[[ Data under study open ]]
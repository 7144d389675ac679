//! Ranking keys for template dispatch.
//!
//! Rules are ordered by [`Precedence`] first (import precedence of their
//! module), then [`Priority`] (explicit or pattern default), then by document
//! position. A matcher reports how well a node matched with a [`Score`].

use std::cmp::Ordering;
use std::fmt;
use std::hash::{Hash, Hasher};

#[cfg(feature = "serde")]
use serde::{Deserialize, Serialize};
use thiserror::Error;

// =============================================================================
// Precedence
// =============================================================================

/// Import precedence of a module. Higher values outrank lower ones.
///
/// Every module in a global import list has a distinct precedence; included
/// modules share the precedence of their includer.
#[derive(Copy, Clone, Debug, Eq, PartialEq, Hash, PartialOrd, Ord, Default)]
#[cfg_attr(feature = "serde", derive(Serialize, Deserialize))]
pub struct Precedence(u32);

impl Precedence {
    /// The lowest possible precedence.
    pub const LOWEST: Precedence = Precedence(0);

    /// Creates a precedence from a raw rank.
    #[must_use]
    pub const fn new(rank: u32) -> Self {
        Self(rank)
    }

    /// Returns the raw rank.
    #[must_use]
    pub const fn rank(self) -> u32 {
        self.0
    }
}

impl fmt::Display for Precedence {
    fn fmt(&self, f: &mut fmt::Formatter<'_>) -> fmt::Result {
        write!(f, "precedence {}", self.0)
    }
}

// =============================================================================
// Priority
// =============================================================================

/// A template priority: a finite real number with a total order.
///
/// Deserialization goes through [`Priority::new`], so a decoded priority is
/// always finite and never `-0.0`.
#[derive(Copy, Clone)]
#[cfg_attr(
    feature = "serde",
    derive(Serialize, Deserialize),
    serde(try_from = "f64", into = "f64")
)]
pub struct Priority(f64);

/// A priority value that is NaN or infinite.
#[derive(Copy, Clone, Debug, PartialEq, Error)]
#[error("priority must be a finite number, got {0}")]
pub struct InvalidPriority(pub f64);

impl Priority {
    /// Default priority of a bare name test (`item`, `@id`) or a
    /// processing-instruction test with a literal target.
    pub const NAME_TEST: Priority = Priority(0.0);

    /// Default priority of a namespace wildcard (`{uri}*`).
    pub const NAMESPACE_WILDCARD: Priority = Priority(-0.25);

    /// Default priority of `*`, `@*`, and node-type tests (`text()`, `node()`).
    pub const KIND_TEST: Priority = Priority(-0.5);

    /// Default priority of every other pattern (multiple steps, predicates, `/`).
    pub const COMPLEX: Priority = Priority(0.5);

    /// Creates a priority. Returns `None` for NaN or infinite values.
    #[must_use]
    pub fn new(value: f64) -> Option<Self> {
        if value.is_finite() {
            // -0.0 and 0.0 are the same priority
            Some(Self(value + 0.0))
        } else {
            None
        }
    }

    /// Parses a priority attribute value such as `"2"` or `"-0.5"`.
    #[must_use]
    pub fn parse(s: &str) -> Option<Self> {
        s.trim().parse::<f64>().ok().and_then(Self::new)
    }

    /// Returns the numeric value.
    #[must_use]
    pub const fn value(self) -> f64 {
        self.0
    }
}

impl TryFrom<f64> for Priority {
    type Error = InvalidPriority;

    fn try_from(value: f64) -> Result<Self, Self::Error> {
        Self::new(value).ok_or(InvalidPriority(value))
    }
}

impl From<Priority> for f64 {
    fn from(priority: Priority) -> Self {
        priority.0
    }
}

impl PartialEq for Priority {
    fn eq(&self, other: &Self) -> bool {
        self.cmp(other) == Ordering::Equal
    }
}

impl Eq for Priority {}

impl PartialOrd for Priority {
    fn partial_cmp(&self, other: &Self) -> Option<Ordering> {
        Some(self.cmp(other))
    }
}

impl Ord for Priority {
    fn cmp(&self, other: &Self) -> Ordering {
        self.0.total_cmp(&other.0)
    }
}

impl Hash for Priority {
    fn hash<H: Hasher>(&self, state: &mut H) {
        self.0.to_bits().hash(state);
    }
}

impl Default for Priority {
    fn default() -> Self {
        Self::NAME_TEST
    }
}

impl fmt::Debug for Priority {
    fn fmt(&self, f: &mut fmt::Formatter<'_>) -> fmt::Result {
        write!(f, "Priority({})", self.0)
    }
}

impl fmt::Display for Priority {
    fn fmt(&self, f: &mut fmt::Formatter<'_>) -> fmt::Result {
        write!(f, "{}", self.0)
    }
}

// =============================================================================
// Score
// =============================================================================

/// Result of matching a pattern against a node.
///
/// `NoMatch` sorts below every `Match`.
#[derive(Copy, Clone, Debug, PartialEq, Eq, Hash, PartialOrd, Ord)]
pub enum Score {
    /// The pattern does not match the node.
    NoMatch,
    /// The pattern matches; carries the pattern's default priority.
    Match(Priority),
}

impl Score {
    /// Returns true for any match.
    #[must_use]
    pub const fn is_match(self) -> bool {
        matches!(self, Self::Match(_))
    }

    /// Returns the priority of a match.
    #[must_use]
    pub const fn priority(self) -> Option<Priority> {
        match self {
            Self::NoMatch => None,
            Self::Match(p) => Some(p),
        }
    }
}
//! Recomposition and template dispatch for Templar.
//!
//! This crate provides:
//! - [`GlobalImportList`] - Module tree flattened into import precedence order
//! - [`recompose`] - Merges every module into one [`ComposedView`]
//! - [`PatternIndex`] - Bucketed, rank-sorted dispatch chains
//! - [`ComposedView::resolve`] - Selects the rule governing a node
//!
//! The flow is: `ModuleTree` → `GlobalImportList` → recomposition →
//! `PatternIndex` → dispatch.

#![warn(missing_docs)]
#![warn(clippy::all)]
#![warn(clippy::pedantic)]

pub mod composed;
pub mod config;
pub mod dispatch;
pub mod index;
pub mod precedence;
pub mod recompose;
pub mod rule;
pub mod tables;

pub use composed::ComposedView;
pub use config::{ConflictPolicy, RecomposeConfig};
pub use dispatch::{BuiltInRule, Resolution};
pub use index::{Association, Chain, IndexBuilder, PatternIndex, RankKey};
pub use precedence::{GlobalImportList, ImportSlot};
pub use recompose::{recompose, recompose_with};
pub use rule::CompiledRule;
pub use tables::{
    AttributeSet, AttributeSets, DecimalFormats, GlobalVariables, KeyTable, NamespaceAliases,
    OutputTable, WhitespaceRules,
};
[[ Data under study closed ]]
Task to carry out>
Which lines run from the one holding "against a node." through the one holding "import precedence order" in the records above? Repeat them exactly, both included, and nothing more.

Written reply>
/// Result of matching a pattern against a node.
///
/// `NoMatch` sorts below every `Match`.
#[derive(Copy, Clone, Debug, PartialEq, Eq, Hash, PartialOrd, Ord)]
pub enum Score {
    /// The pattern does not match the node.
    NoMatch,
    /// The pattern matches; carries the pattern's default priority.
    Match(Priority),
}

impl Score {
    /// Returns true for any match.
    #[must_use]
    pub const fn is_match(self) -> bool {
        matches!(self, Self::Match(_))
    }

    /// Returns the priority of a match.
    #[must_use]
    pub const fn priority(self) -> Option<Priority> {
        match self {
            Self::NoMatch => None,
            Self::Match(p) => Some(p),
        }
    }
}
//! Recomposition and template dispatch for Templar.
//!
//! This crate provides:
//! - [`GlobalImportList`] - Module tree flattened into import precedence order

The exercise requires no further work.